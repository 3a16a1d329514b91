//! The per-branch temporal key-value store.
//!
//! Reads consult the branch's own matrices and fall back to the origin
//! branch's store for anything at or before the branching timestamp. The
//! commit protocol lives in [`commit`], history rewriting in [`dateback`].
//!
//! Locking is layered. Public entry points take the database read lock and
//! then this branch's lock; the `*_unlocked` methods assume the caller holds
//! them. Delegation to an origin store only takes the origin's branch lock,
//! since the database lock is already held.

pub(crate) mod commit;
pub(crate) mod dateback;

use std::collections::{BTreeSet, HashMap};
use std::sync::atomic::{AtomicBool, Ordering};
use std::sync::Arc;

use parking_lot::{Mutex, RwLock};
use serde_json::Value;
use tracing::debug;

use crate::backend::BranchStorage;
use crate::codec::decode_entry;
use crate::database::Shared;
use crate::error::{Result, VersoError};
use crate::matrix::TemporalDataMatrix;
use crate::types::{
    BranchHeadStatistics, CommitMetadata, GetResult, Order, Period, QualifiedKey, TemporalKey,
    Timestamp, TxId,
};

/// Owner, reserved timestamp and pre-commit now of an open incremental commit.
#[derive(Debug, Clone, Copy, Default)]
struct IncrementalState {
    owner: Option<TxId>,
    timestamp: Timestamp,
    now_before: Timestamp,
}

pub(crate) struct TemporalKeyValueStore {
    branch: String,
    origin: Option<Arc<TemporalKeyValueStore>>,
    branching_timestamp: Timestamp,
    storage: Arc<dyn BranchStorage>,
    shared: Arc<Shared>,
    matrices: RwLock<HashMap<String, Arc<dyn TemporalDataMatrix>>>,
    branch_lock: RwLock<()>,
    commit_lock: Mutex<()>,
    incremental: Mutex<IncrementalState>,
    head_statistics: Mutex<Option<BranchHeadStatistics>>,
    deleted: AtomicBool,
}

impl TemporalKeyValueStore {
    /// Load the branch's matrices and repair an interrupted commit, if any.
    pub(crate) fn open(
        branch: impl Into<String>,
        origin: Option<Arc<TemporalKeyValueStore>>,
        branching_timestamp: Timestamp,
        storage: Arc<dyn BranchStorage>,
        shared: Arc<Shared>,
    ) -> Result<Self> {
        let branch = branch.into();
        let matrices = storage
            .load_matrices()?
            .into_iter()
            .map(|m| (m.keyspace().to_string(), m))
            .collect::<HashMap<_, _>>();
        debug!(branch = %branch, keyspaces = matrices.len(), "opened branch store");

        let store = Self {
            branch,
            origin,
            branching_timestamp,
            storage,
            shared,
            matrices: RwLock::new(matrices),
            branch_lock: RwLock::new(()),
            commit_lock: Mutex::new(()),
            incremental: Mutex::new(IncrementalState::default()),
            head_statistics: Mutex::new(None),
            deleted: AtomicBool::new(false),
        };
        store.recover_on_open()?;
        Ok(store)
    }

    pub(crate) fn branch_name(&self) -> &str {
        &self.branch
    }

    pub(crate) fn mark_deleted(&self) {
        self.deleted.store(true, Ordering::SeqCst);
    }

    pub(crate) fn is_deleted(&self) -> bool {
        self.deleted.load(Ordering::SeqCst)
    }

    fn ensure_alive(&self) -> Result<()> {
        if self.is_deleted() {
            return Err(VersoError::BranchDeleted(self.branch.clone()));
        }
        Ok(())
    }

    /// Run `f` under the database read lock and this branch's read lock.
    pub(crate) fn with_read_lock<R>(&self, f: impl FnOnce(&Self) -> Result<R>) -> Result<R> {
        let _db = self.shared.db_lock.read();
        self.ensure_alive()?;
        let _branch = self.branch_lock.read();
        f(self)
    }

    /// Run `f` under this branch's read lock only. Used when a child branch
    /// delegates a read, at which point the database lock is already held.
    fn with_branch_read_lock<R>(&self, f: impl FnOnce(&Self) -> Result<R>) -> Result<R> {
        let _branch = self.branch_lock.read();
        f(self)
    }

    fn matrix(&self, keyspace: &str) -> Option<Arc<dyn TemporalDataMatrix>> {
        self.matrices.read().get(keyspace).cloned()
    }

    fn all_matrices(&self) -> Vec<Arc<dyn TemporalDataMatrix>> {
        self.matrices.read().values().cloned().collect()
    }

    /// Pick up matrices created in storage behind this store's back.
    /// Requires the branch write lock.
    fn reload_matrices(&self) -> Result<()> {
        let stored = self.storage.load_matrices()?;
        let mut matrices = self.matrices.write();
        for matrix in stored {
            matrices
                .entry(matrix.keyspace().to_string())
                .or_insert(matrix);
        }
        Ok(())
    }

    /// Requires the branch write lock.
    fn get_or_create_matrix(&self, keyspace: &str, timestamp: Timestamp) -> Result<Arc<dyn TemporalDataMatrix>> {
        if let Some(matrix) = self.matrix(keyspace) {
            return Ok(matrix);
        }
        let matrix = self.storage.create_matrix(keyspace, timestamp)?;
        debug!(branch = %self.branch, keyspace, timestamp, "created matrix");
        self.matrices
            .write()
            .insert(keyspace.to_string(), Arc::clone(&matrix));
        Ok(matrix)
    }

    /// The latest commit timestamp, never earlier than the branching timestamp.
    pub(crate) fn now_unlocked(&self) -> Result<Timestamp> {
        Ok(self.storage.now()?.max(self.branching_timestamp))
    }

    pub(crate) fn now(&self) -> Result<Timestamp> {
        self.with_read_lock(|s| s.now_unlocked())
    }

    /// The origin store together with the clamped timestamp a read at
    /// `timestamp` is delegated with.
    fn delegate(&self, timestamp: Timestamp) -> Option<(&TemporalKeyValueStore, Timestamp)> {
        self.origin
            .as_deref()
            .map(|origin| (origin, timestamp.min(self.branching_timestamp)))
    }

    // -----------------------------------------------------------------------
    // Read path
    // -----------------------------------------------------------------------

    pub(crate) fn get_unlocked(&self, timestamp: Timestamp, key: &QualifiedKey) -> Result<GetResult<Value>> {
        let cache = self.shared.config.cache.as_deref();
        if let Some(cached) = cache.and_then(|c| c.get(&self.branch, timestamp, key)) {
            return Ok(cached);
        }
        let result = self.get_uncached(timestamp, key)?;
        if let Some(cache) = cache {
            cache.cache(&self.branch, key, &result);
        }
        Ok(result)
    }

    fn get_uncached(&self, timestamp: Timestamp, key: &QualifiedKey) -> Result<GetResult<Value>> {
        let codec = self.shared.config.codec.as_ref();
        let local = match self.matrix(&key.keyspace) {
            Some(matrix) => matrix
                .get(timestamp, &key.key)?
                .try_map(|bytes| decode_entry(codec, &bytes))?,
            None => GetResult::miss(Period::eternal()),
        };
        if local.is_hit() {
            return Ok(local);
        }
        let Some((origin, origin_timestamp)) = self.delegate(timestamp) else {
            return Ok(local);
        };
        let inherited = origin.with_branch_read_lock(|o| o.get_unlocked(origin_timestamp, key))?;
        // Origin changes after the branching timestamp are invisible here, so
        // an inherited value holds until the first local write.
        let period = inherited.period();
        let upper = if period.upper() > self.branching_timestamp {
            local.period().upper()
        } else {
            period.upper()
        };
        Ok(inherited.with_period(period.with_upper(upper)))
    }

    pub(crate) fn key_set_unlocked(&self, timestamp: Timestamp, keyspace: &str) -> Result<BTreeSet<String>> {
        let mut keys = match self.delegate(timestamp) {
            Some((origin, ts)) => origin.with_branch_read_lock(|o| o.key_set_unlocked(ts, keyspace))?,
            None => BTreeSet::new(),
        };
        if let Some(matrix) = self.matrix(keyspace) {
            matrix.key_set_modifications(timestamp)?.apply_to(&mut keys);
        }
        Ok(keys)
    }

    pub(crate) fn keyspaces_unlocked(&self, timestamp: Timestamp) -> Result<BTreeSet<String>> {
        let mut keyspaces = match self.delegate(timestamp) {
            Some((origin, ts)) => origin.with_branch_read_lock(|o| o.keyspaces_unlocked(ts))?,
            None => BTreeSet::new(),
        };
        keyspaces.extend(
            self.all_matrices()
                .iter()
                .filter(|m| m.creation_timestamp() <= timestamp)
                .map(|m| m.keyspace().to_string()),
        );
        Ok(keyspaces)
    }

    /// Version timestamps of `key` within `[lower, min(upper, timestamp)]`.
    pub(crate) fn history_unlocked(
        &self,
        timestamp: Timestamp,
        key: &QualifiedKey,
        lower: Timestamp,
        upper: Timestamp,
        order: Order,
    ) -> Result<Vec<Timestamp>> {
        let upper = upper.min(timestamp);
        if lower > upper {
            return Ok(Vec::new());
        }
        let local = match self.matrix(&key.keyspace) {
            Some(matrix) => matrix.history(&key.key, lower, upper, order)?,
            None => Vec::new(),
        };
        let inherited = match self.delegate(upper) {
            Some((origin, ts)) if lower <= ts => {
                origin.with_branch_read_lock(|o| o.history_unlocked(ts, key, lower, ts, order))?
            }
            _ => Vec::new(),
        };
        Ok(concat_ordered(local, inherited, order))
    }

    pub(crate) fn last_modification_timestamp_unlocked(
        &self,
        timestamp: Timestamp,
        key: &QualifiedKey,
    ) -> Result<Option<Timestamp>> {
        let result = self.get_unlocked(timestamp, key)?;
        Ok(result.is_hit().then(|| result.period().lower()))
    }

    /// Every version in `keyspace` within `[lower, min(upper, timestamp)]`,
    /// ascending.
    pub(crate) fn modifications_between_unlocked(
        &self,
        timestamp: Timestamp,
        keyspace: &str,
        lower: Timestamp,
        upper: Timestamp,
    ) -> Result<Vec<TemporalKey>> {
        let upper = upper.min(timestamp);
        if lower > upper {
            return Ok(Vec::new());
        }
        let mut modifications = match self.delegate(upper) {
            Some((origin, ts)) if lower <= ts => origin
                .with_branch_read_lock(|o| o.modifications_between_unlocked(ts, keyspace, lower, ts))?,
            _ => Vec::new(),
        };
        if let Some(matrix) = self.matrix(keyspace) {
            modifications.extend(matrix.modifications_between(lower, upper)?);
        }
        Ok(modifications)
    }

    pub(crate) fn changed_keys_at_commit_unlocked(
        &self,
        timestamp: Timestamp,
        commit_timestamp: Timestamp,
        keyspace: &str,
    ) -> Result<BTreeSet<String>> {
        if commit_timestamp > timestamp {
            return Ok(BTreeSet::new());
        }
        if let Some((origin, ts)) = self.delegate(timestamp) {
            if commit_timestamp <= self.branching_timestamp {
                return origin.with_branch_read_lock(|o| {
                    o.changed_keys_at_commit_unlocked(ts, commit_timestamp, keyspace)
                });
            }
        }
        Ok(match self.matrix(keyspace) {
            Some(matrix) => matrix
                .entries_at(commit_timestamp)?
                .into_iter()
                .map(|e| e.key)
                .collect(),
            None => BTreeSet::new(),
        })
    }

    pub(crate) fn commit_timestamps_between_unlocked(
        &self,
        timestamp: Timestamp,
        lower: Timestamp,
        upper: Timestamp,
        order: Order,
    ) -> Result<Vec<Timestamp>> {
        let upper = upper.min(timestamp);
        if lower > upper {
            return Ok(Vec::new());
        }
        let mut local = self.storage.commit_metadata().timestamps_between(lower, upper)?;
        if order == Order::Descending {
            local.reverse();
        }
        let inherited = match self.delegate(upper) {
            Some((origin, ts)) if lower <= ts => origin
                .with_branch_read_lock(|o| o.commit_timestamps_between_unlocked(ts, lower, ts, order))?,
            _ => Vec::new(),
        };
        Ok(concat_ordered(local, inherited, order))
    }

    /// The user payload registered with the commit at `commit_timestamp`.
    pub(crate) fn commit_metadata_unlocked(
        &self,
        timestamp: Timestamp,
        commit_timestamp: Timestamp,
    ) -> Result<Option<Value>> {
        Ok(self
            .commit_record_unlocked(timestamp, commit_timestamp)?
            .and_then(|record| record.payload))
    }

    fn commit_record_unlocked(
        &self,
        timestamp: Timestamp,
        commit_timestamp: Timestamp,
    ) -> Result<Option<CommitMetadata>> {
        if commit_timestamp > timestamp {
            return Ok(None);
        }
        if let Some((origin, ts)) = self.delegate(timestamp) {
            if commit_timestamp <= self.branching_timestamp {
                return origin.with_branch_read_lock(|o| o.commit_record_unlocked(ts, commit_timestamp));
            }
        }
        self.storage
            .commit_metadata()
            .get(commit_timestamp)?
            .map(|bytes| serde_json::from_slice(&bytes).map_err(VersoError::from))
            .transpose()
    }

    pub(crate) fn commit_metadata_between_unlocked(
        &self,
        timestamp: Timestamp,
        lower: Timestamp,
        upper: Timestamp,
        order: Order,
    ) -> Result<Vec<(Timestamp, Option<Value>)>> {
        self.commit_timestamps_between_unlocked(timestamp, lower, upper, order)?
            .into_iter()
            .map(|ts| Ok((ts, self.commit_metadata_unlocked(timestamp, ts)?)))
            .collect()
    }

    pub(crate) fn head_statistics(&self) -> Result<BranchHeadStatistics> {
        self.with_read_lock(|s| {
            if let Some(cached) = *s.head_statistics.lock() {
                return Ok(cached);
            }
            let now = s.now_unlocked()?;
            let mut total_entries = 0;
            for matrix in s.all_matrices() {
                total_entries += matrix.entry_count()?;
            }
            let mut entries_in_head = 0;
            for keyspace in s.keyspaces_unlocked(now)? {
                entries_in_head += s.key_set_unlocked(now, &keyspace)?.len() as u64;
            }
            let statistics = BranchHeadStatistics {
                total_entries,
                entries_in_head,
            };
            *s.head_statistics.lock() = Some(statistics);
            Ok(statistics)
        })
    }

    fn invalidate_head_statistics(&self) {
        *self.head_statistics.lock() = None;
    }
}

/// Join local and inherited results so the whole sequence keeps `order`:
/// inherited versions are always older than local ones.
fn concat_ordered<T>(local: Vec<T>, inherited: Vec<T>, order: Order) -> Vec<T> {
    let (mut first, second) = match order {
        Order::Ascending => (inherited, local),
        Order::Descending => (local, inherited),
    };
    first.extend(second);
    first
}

*****

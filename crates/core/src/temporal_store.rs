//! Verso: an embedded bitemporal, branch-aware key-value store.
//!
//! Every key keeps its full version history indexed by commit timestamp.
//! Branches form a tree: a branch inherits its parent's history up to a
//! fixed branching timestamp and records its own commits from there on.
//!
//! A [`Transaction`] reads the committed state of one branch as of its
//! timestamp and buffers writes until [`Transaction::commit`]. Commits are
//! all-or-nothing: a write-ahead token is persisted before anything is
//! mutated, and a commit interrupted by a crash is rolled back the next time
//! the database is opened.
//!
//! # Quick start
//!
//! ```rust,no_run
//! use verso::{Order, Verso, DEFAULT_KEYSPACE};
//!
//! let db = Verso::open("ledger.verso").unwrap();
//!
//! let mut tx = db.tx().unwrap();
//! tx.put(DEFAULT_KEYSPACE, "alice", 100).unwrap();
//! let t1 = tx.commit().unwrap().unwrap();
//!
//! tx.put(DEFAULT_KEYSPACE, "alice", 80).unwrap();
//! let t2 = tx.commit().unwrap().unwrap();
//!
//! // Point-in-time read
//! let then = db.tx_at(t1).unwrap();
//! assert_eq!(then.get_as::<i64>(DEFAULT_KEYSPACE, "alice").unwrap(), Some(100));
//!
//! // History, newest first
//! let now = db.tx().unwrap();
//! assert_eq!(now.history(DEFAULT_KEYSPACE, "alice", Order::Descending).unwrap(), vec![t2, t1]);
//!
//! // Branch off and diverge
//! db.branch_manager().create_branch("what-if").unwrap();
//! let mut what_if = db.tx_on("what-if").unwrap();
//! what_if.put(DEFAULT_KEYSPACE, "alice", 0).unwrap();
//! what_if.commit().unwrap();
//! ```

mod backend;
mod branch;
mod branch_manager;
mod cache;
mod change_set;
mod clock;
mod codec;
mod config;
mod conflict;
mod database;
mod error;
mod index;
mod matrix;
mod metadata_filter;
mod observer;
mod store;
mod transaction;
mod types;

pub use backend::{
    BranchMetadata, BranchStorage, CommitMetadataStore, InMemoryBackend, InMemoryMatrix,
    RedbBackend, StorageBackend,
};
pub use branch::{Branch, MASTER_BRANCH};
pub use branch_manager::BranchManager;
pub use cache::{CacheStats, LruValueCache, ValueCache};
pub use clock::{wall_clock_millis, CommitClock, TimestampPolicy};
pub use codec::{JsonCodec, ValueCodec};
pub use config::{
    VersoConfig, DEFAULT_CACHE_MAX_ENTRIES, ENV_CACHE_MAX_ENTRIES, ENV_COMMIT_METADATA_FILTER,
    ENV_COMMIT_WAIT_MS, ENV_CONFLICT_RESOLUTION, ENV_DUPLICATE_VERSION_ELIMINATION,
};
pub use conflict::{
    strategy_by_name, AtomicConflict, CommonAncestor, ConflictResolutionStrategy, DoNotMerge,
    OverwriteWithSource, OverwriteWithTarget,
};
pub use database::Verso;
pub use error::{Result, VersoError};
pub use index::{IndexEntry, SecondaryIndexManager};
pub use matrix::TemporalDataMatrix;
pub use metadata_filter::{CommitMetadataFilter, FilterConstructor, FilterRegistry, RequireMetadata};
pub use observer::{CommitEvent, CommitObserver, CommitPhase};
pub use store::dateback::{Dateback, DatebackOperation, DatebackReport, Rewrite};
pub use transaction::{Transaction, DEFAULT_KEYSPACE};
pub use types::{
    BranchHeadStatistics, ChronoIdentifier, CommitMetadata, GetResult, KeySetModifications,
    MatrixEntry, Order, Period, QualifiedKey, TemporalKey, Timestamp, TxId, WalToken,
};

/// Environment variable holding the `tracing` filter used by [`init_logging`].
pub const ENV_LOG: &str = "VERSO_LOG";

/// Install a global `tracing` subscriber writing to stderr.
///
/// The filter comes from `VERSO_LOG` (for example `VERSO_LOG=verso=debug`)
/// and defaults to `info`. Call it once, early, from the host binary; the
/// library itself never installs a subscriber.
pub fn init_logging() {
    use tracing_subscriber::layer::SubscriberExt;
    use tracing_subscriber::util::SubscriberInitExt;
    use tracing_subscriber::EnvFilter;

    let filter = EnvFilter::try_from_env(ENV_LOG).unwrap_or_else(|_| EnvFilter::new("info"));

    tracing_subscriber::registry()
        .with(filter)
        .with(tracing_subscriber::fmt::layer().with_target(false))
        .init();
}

*****

- _Work instruction_:
Wherever a line above contains the string "keeps", copy that line.

- _Exercise output_:
/// Join local and inherited results so the whole sequence keeps `order`:
//! Every key keeps its full version history indexed by commit timestamp.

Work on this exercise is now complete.